The use of chemically matched theranostic radiometals in nuclear medicine presents a paradigm shift in personalized medicine with immense potential to treat advanced cancers. The nuclear isomers, possess optimal physical decay properties to be applied in theranostic radiopharmaceuticals; however, their use has been limited due to the lack of suitable bifunctional chelators (BFCs) capable of attaching the radionuclides to disease targeting biomolecules. Herein we report the development and evaluation of two novel 197m/gHg BFCs derived from a 15-membered thiacrown ether macrocycle (NS4) bearing isothiocyanate (-NCS) or tetrazine (-Tz) bifunctional handles to allow conjugation to biomolecules. Both chelators were synthesized and radiolabeled with 197m/g Hg, assessed for complex stability, and bioconjugation to trastuzumab (TmAb), a monoclonal antibody targeting HER2 receptors. NS4-Tz efficiently and stably complexes [197m/gHg]Hg2+ and exhibited excellent in vitro stability in both glutathione and human serum. In contrast, NS4-NCS showed lower radiometal incorporation yields and reduced complex stability, likely attributed to non-specific interactions of the isothiocyanate group with Hg2+ . NS4-Tz was successfully conjugated to transcyclooctene-modified TmAb with favourable chelator-to-antibody ratios and subsequently radiolabeled. Due to non-specific Hg2+ binding to TmAb observed during direct labeling, a two-step labeling strategy was employed to improve selectivity.

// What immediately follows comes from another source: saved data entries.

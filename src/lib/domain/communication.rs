//! Addresses, recipient files and the sending backend

pub mod email_addresses;
pub mod recipient_files;
pub mod sender;
//! Recipient file errors

use thiserror::Error;

/// Lead-in of the message shown for unreadable files
pub const UNREADABLE_PREFIX: &str = "Error reading file:";

/// Why a recipient file could not be turned into addresses
#[derive(Debug, Error)]
pub enum RecipientFileError {
    /// The parser does not handle this kind of file
    #[error("unsupported recipient file format: {0}")]
    UnsupportedFormat(String),

    /// The file contents could not be read
    #[error("could not read recipient file: {0}")]
    Unreadable(String),

    /// The parsing backend could not be reached
    #[error("could not reach the server")]
    Transport(#[source] anyhow::Error),

    /// Unknown error
    #[error(transparent)]
    UnknownError(#[from] anyhow::Error),
}

impl RecipientFileError {
    /// The message shown beside the upload control
    pub fn user_message(&self) -> String {
        match self {
            RecipientFileError::UnsupportedFormat(_) => {
                "Please upload an Excel or CSV file (.xlsx, .xls, .csv)".to_string()
            }
            RecipientFileError::Unreadable(reason) => match reason.trim_start() {
                reason if reason.starts_with(UNREADABLE_PREFIX) => reason.to_string(),
                reason => format!("{} {}", UNREADABLE_PREFIX, reason),
            },
            RecipientFileError::Transport(_) => {
                "Cannot connect to server. Please ensure the backend is running.".to_string()
            }
            RecipientFileError::UnknownError(_) => {
                "Something went wrong while reading the file".to_string()
            }
        }
    }
}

The resulting [197m/gHg]Hg-NS4-Tz-TmAb construct demonstrated specific binding to HER2-positive SK-BR-3 cells in vitro and, in the first in vivo study of a [197m/gHg]Hg-labeled immunoconjugate, confirmed tumour-specific uptake in a SKOV-3 xenograft mouse model. Biodistribution and SPECT/CT studies of the BFC complex alone, [197m/g Hg]Hg-NS4-Tz, revealed high hepatic and splenic accumulation, with some renal uptake possible due to transchelation or tracer pharmacokinetics. While long-term in vivo stability of the radioimmunoconjugate remains a challenge, NS4-Tz shows significant promise for applications with faster-clearing vectors such as peptides or small molecules. Future work will focus on improving hydrophilicity and further optimizing chelator design for mercury-based theranostics.